Directions: When a line in the records contains the string "PointerUp", copy that line.

Source data:

//! Retained-mode widget toolkit
//!
//! Screens are built from a small closed set of widgets that own their
//! rectangle, their resolved style and their interaction state:
//!
//! - [`Label`] - static centered text
//! - [`Button`] - clickable, with a latched `clicked` flag
//! - [`ToggleButton`] - a button that flips on every click
//! - [`Textbox`] - single-line text entry
//!
//! # Architecture
//!
//! Widgets are built through a [`Toolkit`], which carries the style registry
//! and the font book. Text is measured once at construction (and again on
//! `set_text`), so a widget whose font cannot be resolved fails to build.
//! Each frame the owning screen feeds input events to `update` and draws with
//! `render`.
//!
//! # Example Usage
//!
//! ```rust
//! let toolkit = Toolkit::new(&context.styles, fonts);
//! let mut play = toolkit.button(Rect::new(225, 450, 150, 50), "Play", StyleOverrides::new())?;
//!
//! // Per event
//! play.update(&event, fonts)?;
//! if play.is_clicked() {
//!     play.click_handled();
//!     // ...
//! }
//!
//! // Per frame
//! play.render(surface)?;
//! ```

pub mod button;
pub mod label;
pub mod style;
#[allow(dead_code)] // Reserved for text entry screens
pub mod textbox;
pub mod toggle_button;

pub use button::Button;
pub use label::Label;
pub use style::{Style, StyleOverrides, StyleRegistry, WidgetKind};
pub use textbox::Textbox;
pub use toggle_button::ToggleButton;

use crate::error::GuiError;
use crate::input_system::InputEvent;
use crate::render::{FontBook, FontId, Surface, inflate};
use sdl2::pixels::Color;
use sdl2::rect::{Point, Rect};

/// Common capability set of every widget
pub trait Widget {
    /// React to one input event
    fn update(&mut self, event: &InputEvent, fonts: &dyn FontBook) -> Result<(), GuiError>;

    fn render(&self, surface: &mut dyn Surface) -> Result<(), GuiError>;
}

/// What widget constructors need: default styles and text metrics
#[derive(Clone, Copy)]
pub struct Toolkit<'a> {
    pub styles: &'a StyleRegistry,
    pub fonts: &'a dyn FontBook,
}

impl<'a> Toolkit<'a> {
    pub fn new(styles: &'a StyleRegistry, fonts: &'a dyn FontBook) -> Self {
        Toolkit { styles, fonts }
    }

    pub fn label(&self, rect: Rect, text: &str, overrides: StyleOverrides) -> Result<Label, GuiError> {
        Label::new(*self, rect, text, &overrides)
    }

    pub fn button(&self, rect: Rect, text: &str, overrides: StyleOverrides) -> Result<Button, GuiError> {
        Button::new(*self, rect, text, &overrides)
    }

    pub fn toggle_button(
        &self,
        rect: Rect,
        text: &str,
        overrides: StyleOverrides,
    ) -> Result<ToggleButton, GuiError> {
        ToggleButton::new(*self, rect, text, &overrides)
    }

    #[allow(dead_code)] // Reserved for text entry screens
    pub fn textbox(&self, rect: Rect, text: &str, overrides: StyleOverrides) -> Result<Textbox, GuiError> {
        Textbox::new(*self, rect, text, &overrides)
    }
}

/// Text measured in a given font, cached until the text changes
#[derive(Debug, Clone, PartialEq)]
pub struct TextLayout {
    pub text: String,
    pub width: u32,
    pub height: u32,
}

impl TextLayout {
    pub fn measure(fonts: &dyn FontBook, font: FontId, text: &str) -> Result<Self, GuiError> {
        let (width, height) = fonts.text_size(font, text)?;
        Ok(TextLayout {
            text: text.to_string(),
            width,
            height,
        })
    }

    /// Top-left position that centers this text in `rect`
    pub fn centered_in(&self, rect: Rect) -> Point {
        let center = rect.center();
        Point::new(
            center.x() - self.width as i32 / 2,
            center.y() - self.height as i32 / 2,
        )
    }
}

/// Border (when the style has one) then background fill
pub(crate) fn draw_frame(surface: &mut dyn Surface, rect: Rect, style: &Style, fill: Color) -> Result<(), GuiError> {
    if style.border_size > 0 {
        surface.fill_rect(inflate(rect, style.border_size), style.border_color)?;
    }
    surface.fill_rect(rect, fill)
}
//! Clickable button
//!
//! A click is press and release both inside the button. The result is
//! latched in `clicked` until the owner calls [`Button::click_handled`], so a
//! single press is consumed exactly once.

use super::{draw_frame, Style, StyleOverrides, TextLayout, Toolkit, Widget, WidgetKind};
use crate::error::GuiError;
use crate::input_system::InputEvent;
use crate::render::{FontBook, Surface};
use sdl2::pixels::Color;
use sdl2::rect::{Point, Rect};

/// Overlay drawn over a disabled button
pub const DISABLED_OVERLAY: Color = Color::RGB(100, 100, 100);

pub struct Button {
    rect: Rect,
    style: Style,
    layout: TextLayout,
    text_position: Point,
    enabled: bool,
    hovered: bool,
    pressed: bool,
    clicked: bool,
}

impl Button {
    pub fn new(toolkit: Toolkit, rect: Rect, text: &str, overrides: &StyleOverrides) -> Result<Self, GuiError> {
        Self::with_kind(toolkit, WidgetKind::Button, rect, text, overrides)
    }

    /// Build with the default style of another kind (toggle buttons share
    /// the button state machine)
    pub(super) fn with_kind(
        toolkit: Toolkit,
        kind: WidgetKind,
        rect: Rect,
        text: &str,
        overrides: &StyleOverrides,
    ) -> Result<Self, GuiError> {
        let style = toolkit.styles.resolve(kind, overrides);
        let layout = TextLayout::measure(toolkit.fonts, style.font, text)?;
        let text_position = layout.centered_in(rect);

        Ok(Button {
            rect,
            style,
            layout,
            text_position,
            enabled: true,
            hovered: false,
            pressed: false,
            clicked: false,
        })
    }

    /// Apply the pointer transition rules; disabled buttons ignore input
    pub fn handle_event(&mut self, event: &InputEvent) {
        if !self.enabled {
            return;
        }

        match event {
            InputEvent::PointerMove(point) => {
                self.hovered = self.rect.contains_point(*point);
            }
            InputEvent::PointerDown(_) => {
                self.pressed = self.hovered;
                self.clicked = false;
            }
            InputEvent::PointerUp(_) => {
                self.clicked = self.hovered && self.pressed;
                self.pressed = false;
            }
            _ => {}
        }
    }

    /// Clear the latched click. Calling it again is harmless.
    pub fn click_handled(&mut self) {
        self.clicked = false;
    }

    pub fn is_clicked(&self) -> bool {
        self.clicked
    }

    pub fn is_hovered(&self) -> bool {
        self.hovered
    }

    pub fn is_pressed(&self) -> bool {
        self.pressed
    }

    #[cfg(test)]
    pub fn is_enabled(&self) -> bool {
        self.enabled
    }

    #[allow(dead_code)] // Reserved for screens that grey out a choice
    pub fn set_enabled(&mut self, enabled: bool) {
        self.enabled = enabled;
    }

    pub fn text(&self) -> &str {
        &self.layout.text
    }

    #[allow(dead_code)] // Reserved for buttons that relabel themselves
    pub fn set_text(&mut self, fonts: &dyn FontBook, text: &str) -> Result<(), GuiError> {
        self.layout = TextLayout::measure(fonts, self.style.font, text)?;
        self.text_position = self.layout.centered_in(self.rect);
        Ok(())
    }

    #[cfg(test)]
    pub fn rect(&self) -> Rect {
        self.rect
    }

    pub fn style(&self) -> &Style {
        &self.style
    }

    /// Fill color: pressed, then hovered, then plain background
    pub fn fill_color(&self) -> Color {
        if self.pressed {
            self.style.press()
        } else if self.hovered {
            self.style.hover()
        } else {
            self.style.background
        }
    }

    /// Draw with the given fill (toggle buttons pick their own)
    pub(super) fn render_with_fill(&self, surface: &mut dyn Surface, fill: Color) -> Result<(), GuiError> {
        draw_frame(surface, self.rect, &self.style, fill)?;

        if !self.enabled {
            surface.fill_rect(self.rect, DISABLED_OVERLAY)?;
        }

        surface.draw_text(
            self.style.font,
            &self.layout.text,
            self.style.foreground,
            self.text_position,
            None,
        )
    }
}

impl Widget for Button {
    fn update(&mut self, event: &InputEvent, _fonts: &dyn FontBook) -> Result<(), GuiError> {
        self.handle_event(event);
        Ok(())
    }

    fn render(&self, surface: &mut dyn Surface) -> Result<(), GuiError> {
        self.render_with_fill(surface, self.fill_color())
    }
}
//! Test doubles for running widgets and screens without SDL2

use crate::context::GameContext;
use crate::error::{AssetError, GuiError};
use crate::gui::StyleRegistry;
use crate::input_system::InputEvent;
use crate::render::{FontBook, FontId, SpriteId, Surface};
use crate::states::AssetLoader;
use crate::words::WordEntry;
use sdl2::pixels::Color;
use sdl2::rect::{Point, Rect};
use std::collections::HashMap;
use std::path::{Path, PathBuf};

/// Fixed-width font metrics: every glyph is 10x20 pixels
pub struct MonoFonts {
    pub known: usize,
}

pub const GLYPH_WIDTH: u32 = 10;
pub const LINE_HEIGHT: u32 = 20;

impl MonoFonts {
    /// Knows fonts 0 (small) and 1 (large)
    pub fn new() -> Self {
        MonoFonts { known: 2 }
    }
}

impl FontBook for MonoFonts {
    fn text_size(&self, font: FontId, text: &str) -> Result<(u32, u32), GuiError> {
        if font.0 >= self.known {
            return Err(GuiError::UnknownFont(font));
        }
        Ok((text.chars().count() as u32 * GLYPH_WIDTH, LINE_HEIGHT))
    }
}

/// A recorded draw call
#[derive(Debug, Clone, PartialEq)]
pub enum DrawOp {
    Fill(Rect, Color),
    Outline(Rect, Color),
    Line(Point, Point, Color, u32),
    Sprite(SpriteId, Rect, Rect),
    Text {
        font: FontId,
        text: String,
        color: Color,
        position: Point,
        clip: Option<Rect>,
    },
}

/// Surface that records every draw call in order
#[derive(Default)]
pub struct RecordingSurface {
    pub ops: Vec<DrawOp>,
}

impl RecordingSurface {
    pub fn new() -> Self {
        Self::default()
    }

    pub fn fills(&self) -> Vec<(Rect, Color)> {
        self.ops
            .iter()
            .filter_map(|op| match op {
                DrawOp::Fill(rect, color) => Some((*rect, *color)),
                _ => None,
            })
            .collect()
    }

    pub fn texts(&self) -> Vec<String> {
        self.ops
            .iter()
            .filter_map(|op| match op {
                DrawOp::Text { text, .. } => Some(text.clone()),
                _ => None,
            })
            .collect()
    }

    pub fn sprites(&self) -> Vec<(SpriteId, Rect, Rect)> {
        self.ops
            .iter()
            .filter_map(|op| match op {
                DrawOp::Sprite(id, src, dst) => Some((*id, *src, *dst)),
                _ => None,
            })
            .collect()
    }

    pub fn lines(&self) -> usize {
        self.ops.iter().filter(|op| matches!(op, DrawOp::Line(..))).count()
    }
}

impl Surface for RecordingSurface {
    fn fill_rect(&mut self, rect: Rect, color: Color) -> Result<(), GuiError> {
        self.ops.push(DrawOp::Fill(rect, color));
        Ok(())
    }

    fn draw_rect(&mut self, rect: Rect, color: Color) -> Result<(), GuiError> {
        self.ops.push(DrawOp::Outline(rect, color));
        Ok(())
    }

    fn draw_line(&mut self, start: Point, end: Point, color: Color, width: u32) -> Result<(), GuiError> {
        self.ops.push(DrawOp::Line(start, end, color, width));
        Ok(())
    }

    fn blit_sprite(&mut self, sprite: SpriteId, src: Rect, dst: Rect) -> Result<(), GuiError> {
        self.ops.push(DrawOp::Sprite(sprite, src, dst));
        Ok(())
    }

    fn draw_text(
        &mut self,
        font: FontId,
        text: &str,
        color: Color,
        position: Point,
        clip: Option<Rect>,
    ) -> Result<(), GuiError> {
        self.ops.push(DrawOp::Text {
            font,
            text: text.to_string(),
            color,
            position,
            clip,
        });
        Ok(())
    }
}

/// Asset loader backed by in-memory tables
///
/// Fonts and images always load; a word list loads only if a table was
/// registered for its path.
pub struct MemoryAssets {
    pub fonts: MonoFonts,
    pub tables: HashMap<PathBuf, Vec<Vec<String>>>,
    pub loaded_fonts: Vec<(PathBuf, u16)>,
    pub loaded_images: Vec<PathBuf>,
}

impl MemoryAssets {
    pub fn new() -> Self {
        MemoryAssets {
            fonts: MonoFonts { known: 0 },
            tables: HashMap::new(),
            loaded_fonts: Vec::new(),
            loaded_images: Vec::new(),
        }
    }

    pub fn with_table(mut self, path: impl Into<PathBuf>, rows: &[(&str, &str)]) -> Self {
        let rows = rows
            .iter()
            .map(|(word, hint)| vec![word.to_string(), hint.to_string()])
            .collect();
        self.tables.insert(path.into(), rows);
        self
    }
}

impl FontBook for MemoryAssets {
    fn text_size(&self, font: FontId, text: &str) -> Result<(u32, u32), GuiError> {
        self.fonts.text_size(font, text)
    }
}

impl AssetLoader for MemoryAssets {
    fn load_font(&mut self, path: &Path, size: u16) -> Result<FontId, AssetError> {
        self.loaded_fonts.push((path.to_path_buf(), size));
        self.fonts.known += 1;
        Ok(FontId(self.fonts.known - 1))
    }

    fn load_image(&mut self, path: &Path) -> Result<SpriteId, AssetError> {
        self.loaded_images.push(path.to_path_buf());
        Ok(SpriteId(self.loaded_images.len() - 1))
    }

    fn read_delimited_table(&mut self, path: &Path, _delimiter: char) -> Result<Vec<Vec<String>>, AssetError> {
        self.tables.get(path).cloned().ok_or_else(|| AssetError::Read {
            path: path.to_path_buf(),
            source: std::io::Error::new(std::io::ErrorKind::NotFound, "no such table"),
        })
    }
}

/// A loaded context: small font 0, large font 1, sprite 0, and the given
/// word lists
pub fn loaded_context(word_lists: &[(&str, &[(&str, &str)])]) -> GameContext {
    let mut context = GameContext::new(word_lists.iter().map(|(topic, _)| topic.to_string()).collect());
    context.small_font = FontId(0);
    context.large_font = FontId(1);
    context.hangman_sprite = SpriteId(0);
    context.styles = StyleRegistry::new(FontId(0));

    for (topic, entries) in word_lists {
        context.word_lists.insert(
            topic.to_string(),
            entries.iter().map(|(word, hint)| WordEntry::new(*word, *hint)).collect(),
        );
    }

    context
}

/// Events for a full click (move, press, release) at `point`
pub fn click_at(point: Point) -> [InputEvent; 3] {
    [
        InputEvent::PointerMove(point),
        InputEvent::PointerDown(point),
        InputEvent::PointerUp(point),
    ]
}

/// Center of a rectangle, for aiming clicks
pub fn center(rect: Rect) -> Point {
    rect.center()
}
mod backend;
mod config;
mod context;
mod error;
mod fsm;
mod gui;
mod input_system;
mod render;
mod sprite;
mod states;
mod words;

#[cfg(test)]
mod testing;

use backend::{SdlAssets, SdlScreen, TextCache};
use config::GameConfig;
use context::GameContext;
use fsm::StateMachine;
use input_system::{InputEvent, InputSystem};
use log::info;
use sdl2::pixels::Color;
use std::time::{Duration, Instant};

fn main() -> Result<(), String> {
    env_logger::Builder::from_env(env_logger::Env::default().default_filter_or("info")).init();

    let config = GameConfig::discover().map_err(|e| e.to_string())?;

    let sdl_context = sdl2::init()?;
    let video_subsystem = sdl_context.video()?;
    let _image_context = sdl2::image::init(sdl2::image::InitFlag::PNG)?;
    let ttf_context = sdl2::ttf::init().map_err(|e| e.to_string())?;

    let window = video_subsystem
        .window(&config.window.title, config.window.width, config.window.height)
        .position_centered()
        .build()
        .map_err(|e| e.to_string())?;

    let mut canvas = window.into_canvas().build().map_err(|e| e.to_string())?;
    let texture_creator = canvas.texture_creator();
    let mut event_pump = sdl_context.event_pump()?;

    // Typed characters arrive as TextInput events
    video_subsystem.text_input().start();

    info!(
        "Window created: {}x{} at {} fps",
        config.window.width, config.window.height, config.window.fps
    );

    let mut assets = SdlAssets::new(&ttf_context, &texture_creator);
    let mut machine = StateMachine::new(GameContext::new(config.topics.clone()), config.assets.clone());
    machine.start(&mut assets)?;

    let input = InputSystem::new();
    let mut text_cache = TextCache::new();

    let [r, g, b] = config.window.background;
    let background = Color::RGB(r, g, b);
    let frame_budget = Duration::from_secs(1) / config.window.fps.max(1);

    'running: loop {
        let frame_start = Instant::now();

        for event in input.poll_events(&mut event_pump) {
            // Window close and Alt+F4 never reach the states
            if matches!(event, InputEvent::Quit) {
                break 'running;
            }
            machine.update(&event, &assets)?;
        }

        let mut screen = SdlScreen::new(&mut canvas, &assets, &mut text_cache);
        screen.clear(background);
        machine.render(&mut screen).map_err(|e| e.to_string())?;
        screen.present();

        // Cap framerate
        if let Some(remaining) = frame_budget.checked_sub(frame_start.elapsed()) {
            std::thread::sleep(remaining);
        }
    }

    info!("Quit requested, shutting down");
    Ok(())
}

Exercise solution:
            InputEvent::PointerUp(_) => {
        InputEvent::PointerUp(point),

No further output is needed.